Distributed Adaptive Control: Beyond Single-Instant, Discrete Control Variables

In extensive form noncooperative game theory, at each instant t, each agent i sets its state x i independently of the other agents, by sampling an associated distribution, q i(x i). The coupling between the agents arises in the joint evolution of those distributions. Distributed control problems can be cast the same way. In those problems the system designer sets aspects of the joint evolution of the distributions to try to optimize the goal for the overall system. Now information theory tells us what the separate q i of the agents are most likely to be if the system were to have a particular expected value of the objective function G(x 1, x 2, ...). So one can view the job of the system designer as speeding an iterative process. Each step of that process starts with a specified value of E(G), and the convergence of the q i to the most likely set of distributions consistent with that value. After this the target value for E q(G) is lowered, and then the process repeats. Previous work has elaborated many schemes for implementing this process when the underlying variables x i all have a finite number of possible values and G does not extend to multiple instants in time.
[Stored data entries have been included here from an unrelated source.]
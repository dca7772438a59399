//! Verified transaction records.
//!
//! A `TransactionRecord` is constructed only from a payload that already
//! passed signature verification, and is immutable afterwards. Records are
//! the sole input to entitlement reconciliation.

use crate::{ProductId, TransactionId};
use chrono::{DateTime, Utc};
use serde::{Deserialize, Serialize};
use std::cmp::Ordering;

/// How the user came to own a transaction.
#[derive(Debug, Clone, Copy, PartialEq, Eq, Hash, Serialize, Deserialize)]
#[serde(rename_all = "snake_case")]
pub enum OwnershipType {
    /// Purchased directly by this user.
    Purchased,
    /// Shared through family sharing.
    FamilyShared,
}

/// Why a transaction was revoked by the storefront.
#[derive(Debug, Clone, Copy, PartialEq, Eq, Hash, Serialize, Deserialize)]
#[serde(rename_all = "snake_case")]
pub enum RevocationReason {
    /// The user was refunded.
    Refund,
    /// Access was revoked for another reason (e.g. family sharing ended).
    Revoked,
}

/// Storefront-reported status of whether an auto-renewing subscription
/// will continue.
#[derive(Debug, Clone, Copy, PartialEq, Eq, Hash, Serialize, Deserialize)]
#[serde(rename_all = "snake_case")]
pub enum RenewalState {
    /// The subscription will renew at the end of the current period.
    WillRenew,
    /// Auto-renewal was turned off; the subscription lapses at expiry.
    WillNotRenew,
    /// Billing failed; the storefront is retrying within a grace period.
    InGracePeriod,
}

/// Renewal metadata carried on subscription payloads.
#[derive(Debug, Clone, Copy, PartialEq, Eq, Serialize, Deserialize)]
pub struct RenewalInfo {
    /// Current renewal state.
    pub state: RenewalState,
    /// True when the current period is a free trial.
    pub is_free_trial: bool,
}

/// One verified record of a purchase, renewal, refund, or revocation
/// event issued by the storefront.
#[derive(Debug, Clone, PartialEq, Eq, Serialize, Deserialize)]
pub struct TransactionRecord {
    /// Unique, monotonically-issued transaction identifier.
    pub transaction_id: TransactionId,

    /// The product this transaction applies to.
    pub product_id: ProductId,

    /// When the purchase happened.
    pub purchase_date: DateTime<Utc>,

    /// When the entitlement expires. Meaningful only for subscriptions.
    #[serde(default)]
    pub expiration_date: Option<DateTime<Utc>>,

    /// When the transaction was refunded or revoked, if ever.
    #[serde(default)]
    pub revocation_date: Option<DateTime<Utc>>,

    /// Why the transaction was revoked, when known.
    #[serde(default)]
    pub revocation_reason: Option<RevocationReason>,

    /// Direct purchase or family sharing.
    pub ownership: OwnershipType,

    /// Renewal metadata, present on auto-renewing subscription payloads.
    #[serde(default)]
    pub renewal: Option<RenewalInfo>,
}

impl TransactionRecord {
    /// Creates a directly-purchased record with no expiration and no
    /// revocation.
    #[must_use]
    pub fn new(
        transaction_id: impl Into<TransactionId>,
        product_id: impl Into<ProductId>,
        purchase_date: DateTime<Utc>,
    ) -> Self {
        Self {
            transaction_id: transaction_id.into(),
            product_id: product_id.into(),
            purchase_date,
            expiration_date: None,
            revocation_date: None,
            revocation_reason: None,
            ownership: OwnershipType::Purchased,
            renewal: None,
        }
    }

    /// Sets the expiration date.
    #[must_use]
    pub fn with_expiration(mut self, expiration: DateTime<Utc>) -> Self {
        self.expiration_date = Some(expiration);
        self
    }

    /// Marks the record as revoked.
    #[must_use]
    pub fn with_revocation(
        mut self,
        revoked_at: DateTime<Utc>,
        reason: RevocationReason,
    ) -> Self {
        self.revocation_date = Some(revoked_at);
        self.revocation_reason = Some(reason);
        self
    }

    /// Sets the ownership type.
    #[must_use]
    pub fn with_ownership(mut self, ownership: OwnershipType) -> Self {
        self.ownership = ownership;
        self
    }

    /// Attaches renewal metadata.
    #[must_use]
    pub fn with_renewal(mut self, renewal: RenewalInfo) -> Self {
        self.renewal = Some(renewal);
        self
    }

    /// Returns true if the storefront refunded or revoked this
    /// transaction. A revoked record can never contribute an active
    /// entitlement.
    #[must_use]
    pub fn is_revoked(&self) -> bool {
        self.revocation_date.is_some()
    }

    /// Recency order used during reconciliation: later purchase date wins,
    /// ties broken by the greater transaction id.
    #[must_use]
    pub fn recency_cmp(&self, other: &Self) -> Ordering {
        match self.purchase_date.cmp(&other.purchase_date) {
            Ordering::Equal => self.transaction_id.cmp(&other.transaction_id),
            other => other,
        }
    }

    /// Returns true if this record supersedes `other` for the same
    /// product.
    #[must_use]
    pub fn supersedes(&self, other: &Self) -> bool {
        self.recency_cmp(other) == Ordering::Greater
    }
}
That work also is based on a fixed mapping from agents to control devices, so that the the statistical independence of the agents’ moves means independence of the device states. This paper also extends that work to relax all of these restrictions. This extends the applicability of that work to include continuous spaces and Reinforcement Learning. This paper also elaborates how some of that earlier work can be viewed as a first-principles justification of evolution-based search algorithms.